Work task –
The line containing "assert_eq!(mb2.transport, DiscoveredTransport::MqttStandard);" marks where copying starts, so set down that line and each one after it exactly, through the end of the records.

Stored data –

□ □ □ □ □ □ □

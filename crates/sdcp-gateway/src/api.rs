// ── Management REST API ──
//
// Transport-agnostic access to every registered printer, including
// inverted-MQTT printers whose native protocol can't be byte-forwarded.
//
//   GET    /api/printers                  list
//   POST   /api/printers                  connect + register
//   DELETE /api/printers/{id}             disconnect + unregister
//   GET    /api/printers/{id}/status      latest status snapshot (or null)
//   GET    /api/printers/{id}/attributes  latest attributes (or null)
//   GET    /api/printers/{id}/history     known print history
//   POST   /api/printers/{id}/command     execute a typed command

use std::sync::Arc;

use axum::extract::{Path, State};
use axum::http::StatusCode;
use axum::response::{IntoResponse, Response};
use axum::routing::{get, post};
use axum::{Json, Router};
use secrecy::SecretString;
use serde::{Deserialize, Serialize};

use sdcp_core::{
    Attributes, Command, CommandResult, ConnectionState, Device, PrintHistoryEntry, Printer,
    PrinterClass, PrinterConfig, StatusSnapshot, TransportKind,
};

use crate::error::GatewayError;
use crate::server::Gateway;

pub(crate) fn routes() -> Router<Gateway> {
    Router::new()
        .route("/api/printers", get(list_printers).post(register_printer))
        .route("/api/printers/{id}", axum::routing::delete(unregister_printer))
        .route("/api/printers/{id}/status", get(printer_status))
        .route("/api/printers/{id}/attributes", get(printer_attributes))
        .route("/api/printers/{id}/history", get(printer_history))
        .route("/api/printers/{id}/command", post(printer_command))
}

// ── DTOs ─────────────────────────────────────────────────────────────

#[derive(Debug, Serialize)]
pub struct PrinterSummary {
    pub id: String,
    pub name: String,
    pub model: String,
    pub host: String,
    pub transport: TransportKind,
    pub class: PrinterClass,
    pub state: ConnectionState,
}

impl From<&Printer> for PrinterSummary {
    fn from(printer: &Printer) -> Self {
        let device = printer.device();
        Self {
            id: device.id.clone(),
            name: device.display_name().to_owned(),
            model: device.model.clone(),
            host: device.host.clone(),
            transport: device.transport,
            class: device.class,
            state: *printer.connection_state().borrow(),
        }
    }
}

#[derive(Debug, Deserialize)]
pub struct RegisterRequest {
    pub host: String,
    pub id: String,
    #[serde(default = "default_transport")]
    pub transport: TransportKind,
    #[serde(default)]
    pub model: Option<String>,
    #[serde(default)]
    pub port: Option<u16>,
    #[serde(default)]
    pub access_code: Option<String>,
}

fn default_transport() -> TransportKind {
    TransportKind::WebSocket
}

impl RegisterRequest {
    fn into_config(self) -> PrinterConfig {
        let device = Device::new(self.id, self.host, self.model.unwrap_or_default(), self.transport);
        let mut config = PrinterConfig::new(device);
        config.port = self.port;
        config.access_code = self.access_code.map(SecretString::from);
        config
    }
}

// ── Handlers ─────────────────────────────────────────────────────────

async fn list_printers(State(gateway): State<Gateway>) -> Json<Vec<PrinterSummary>> {
    Json(gateway.registry().printers().iter().map(PrinterSummary::from).collect())
}

async fn register_printer(
    State(gateway): State<Gateway>,
    Json(request): Json<RegisterRequest>,
) -> Result<Response, GatewayError> {
    let printer = gateway.register(request.into_config()).await?;
    Ok((StatusCode::CREATED, Json(PrinterSummary::from(&printer))).into_response())
}

async fn unregister_printer(
    State(gateway): State<Gateway>,
    Path(id): Path<String>,
) -> Result<StatusCode, GatewayError> {
    gateway.unregister(&id).await?;
    Ok(StatusCode::NO_CONTENT)
}

async fn printer_status(
    State(gateway): State<Gateway>,
    Path(id): Path<String>,
) -> Result<Json<Option<Arc<StatusSnapshot>>>, GatewayError> {
    Ok(Json(gateway.lookup(&id)?.status()))
}

async fn printer_attributes(
    State(gateway): State<Gateway>,
    Path(id): Path<String>,
) -> Result<Json<Option<Arc<Attributes>>>, GatewayError> {
    Ok(Json(gateway.lookup(&id)?.attributes()))
}

async fn printer_history(
    State(gateway): State<Gateway>,
    Path(id): Path<String>,
) -> Result<Json<Arc<Vec<Arc<PrintHistoryEntry>>>>, GatewayError> {
    Ok(Json(gateway.lookup(&id)?.history()))
}

async fn printer_command(
    State(gateway): State<Gateway>,
    Path(id): Path<String>,
    Json(command): Json<Command>,
) -> Result<Json<CommandResult>, GatewayError> {
    let printer = gateway.lookup(&id)?;
    Ok(Json(printer.execute(command).await?))
}
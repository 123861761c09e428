mod cli;
mod commands;
mod error;
mod output;

use clap::Parser;
use tracing_subscriber::EnvFilter;

use crate::cli::{Cli, Command};
use crate::commands::Context;
use crate::error::CliError;

#[tokio::main]
async fn main() {
    let cli = Cli::parse();

    init_tracing(cli.global.verbose, cli.global.log_json);

    if let Err(err) = run(cli).await {
        let code = err.exit_code();
        eprintln!("{:?}", miette::Report::new(err));
        std::process::exit(code);
    }
}

/// `-v` count picks the level; `RUST_LOG` wins when set. Logs go to
/// stderr so structured output on stdout stays parseable.
fn init_tracing(verbosity: u8, json: bool) {
    let level = match verbosity {
        0 => "warn",
        1 => "info",
        2 => "debug",
        _ => "trace",
    };
    let filter = EnvFilter::try_from_default_env().unwrap_or_else(|_| EnvFilter::new(level));
    let builder = tracing_subscriber::fmt()
        .with_env_filter(filter)
        .with_target(false)
        .with_writer(std::io::stderr);

    if json {
        builder.json().init();
    } else {
        builder.init();
    }
}

async fn run(cli: Cli) -> Result<(), CliError> {
    match cli.command {
        Command::Completions(args) => {
            use clap::CommandFactory;
            use clap_complete::generate;

            let mut cmd = Cli::command();
            generate(args.shell, &mut cmd, "sdcp", &mut std::io::stdout());
            Ok(())
        }

        cmd => {
            let ctx = Context::load(cli.global)?;
            tracing::debug!(command = ?cmd, "dispatching command");
            commands::dispatch(cmd, &ctx).await
        }
    }
}
#![allow(clippy::unwrap_used)]
// Discovery runs against canned UDP responders on loopback.

use std::net::{IpAddr, Ipv4Addr, UdpSocket};
use std::time::Duration;

use sdcp_api::discovery::{DiscoveredTransport, DiscoveryConfig, discover};

/// Answer the first datagram with every reply in `replies`.
fn spawn_responder(replies: Vec<Vec<u8>>) -> (u16, std::thread::JoinHandle<Vec<u8>>) {
    let socket = UdpSocket::bind("127.0.0.1:0").unwrap();
    let port = socket.local_addr().unwrap().port();
    socket
        .set_read_timeout(Some(Duration::from_secs(5)))
        .unwrap();

    let handle = std::thread::spawn(move || {
        let mut buf = [0u8; 512];
        let (len, from) = socket.recv_from(&mut buf).unwrap();
        for reply in replies {
            socket.send_to(&reply, from).unwrap();
        }
        buf[..len].to_vec()
    });
    (port, handle)
}

fn loopback_config(sdcp_port: u16, cc2_port: u16) -> DiscoveryConfig {
    DiscoveryConfig {
        target: IpAddr::V4(Ipv4Addr::LOCALHOST),
        sdcp_port,
        cc2_port,
        timeout: Duration::from_millis(600),
        sdcp: true,
        cc2: true,
        skip_self_proxy: false,
    }
}

#[tokio::test]
async fn collects_both_families_and_skips_garbage_and_duplicates() {
    let (sdcp_port, sdcp_probe) = spawn_responder(vec![
        br#"{"Id":"a","Data":{"Name":"Saturn","MachineName":"Saturn 4 Ultra","MainboardIP":"127.0.0.1","MainboardID":"MB1","ProtocolVersion":"V3.0.0"}}"#.to_vec(),
        br#"{"Name":"Mars","MachineName":"Mars 5","MainboardID":"MB2","ProtocolVersion":"V1.0.0"}"#.to_vec(),
        b"garbage".to_vec(),
        br#"{"Id":"b","Data":{"Name":"Saturn again","MainboardID":"MB1"}}"#.to_vec(),
    ]);
    let (cc2_port, cc2_probe) = spawn_responder(vec![
        br#"{"id":0,"result":{"host_name":"Carbon","machine_model":"Centauri Carbon 2","sn":"SN9","token_status":0,"lan_status":1}}"#.to_vec(),
    ]);

    let devices = discover(loopback_config(sdcp_port, cc2_port)).await.unwrap();

    assert_eq!(sdcp_probe.join().unwrap(), b"M99999");
    let cc2_probe: serde_json::Value = serde_json::from_slice(&cc2_probe.join().unwrap()).unwrap();
    assert_eq!(cc2_probe["method"], 7000);

    assert_eq!(devices.len(), 3, "{devices:#?}");
    let mb1 = devices.iter().find(|d| d.id == "MB1").unwrap();
    assert_eq!(mb1.name, "Saturn", "first advert wins");
    assert_eq!(mb1.transport, DiscoveredTransport::WebSocket);

    let mb2 = devices.iter().find(|d| d.id == "MB2").unwrap();
    assert_eq!(mb2.transport, DiscoveredTransport::MqttStandard);
    assert_eq!(mb2.address, IpAddr::V4(Ipv4Addr::LOCALHOST));

    let sn9 = devices.iter().find(|d| d.id == "SN9").unwrap();
    assert_eq!(sn9.transport, DiscoveredTransport::MqttInverted);
    assert_eq!(sn9.model, "Centauri Carbon 2");
}

#[tokio::test]
async fn silent_network_yields_nothing() {
    let quiet = UdpSocket::bind("127.0.0.1:0").unwrap();
    let port = quiet.local_addr().unwrap().port();

    let mut config = loopback_config(port, port);
    config.cc2 = false;
    config.timeout = Duration::from_millis(200);
    let devices = discover(config).await.unwrap();
    assert!(devices.is_empty());
}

□ □ □ □ □ □ □

Task response –
    assert_eq!(mb2.transport, DiscoveredTransport::MqttStandard);
    assert_eq!(mb2.address, IpAddr::V4(Ipv4Addr::LOCALHOST));

    let sn9 = devices.iter().find(|d| d.id == "SN9").unwrap();
    assert_eq!(sn9.transport, DiscoveredTransport::MqttInverted);
    assert_eq!(sn9.model, "Centauri Carbon 2");
}

#[tokio::test]
async fn silent_network_yields_nothing() {
    let quiet = UdpSocket::bind("127.0.0.1:0").unwrap();
    let port = quiet.local_addr().unwrap().port();

    let mut config = loopback_config(port, port);
    config.cc2 = false;
    config.timeout = Duration::from_millis(200);
    let devices = discover(config).await.unwrap();
    assert!(devices.is_empty());
}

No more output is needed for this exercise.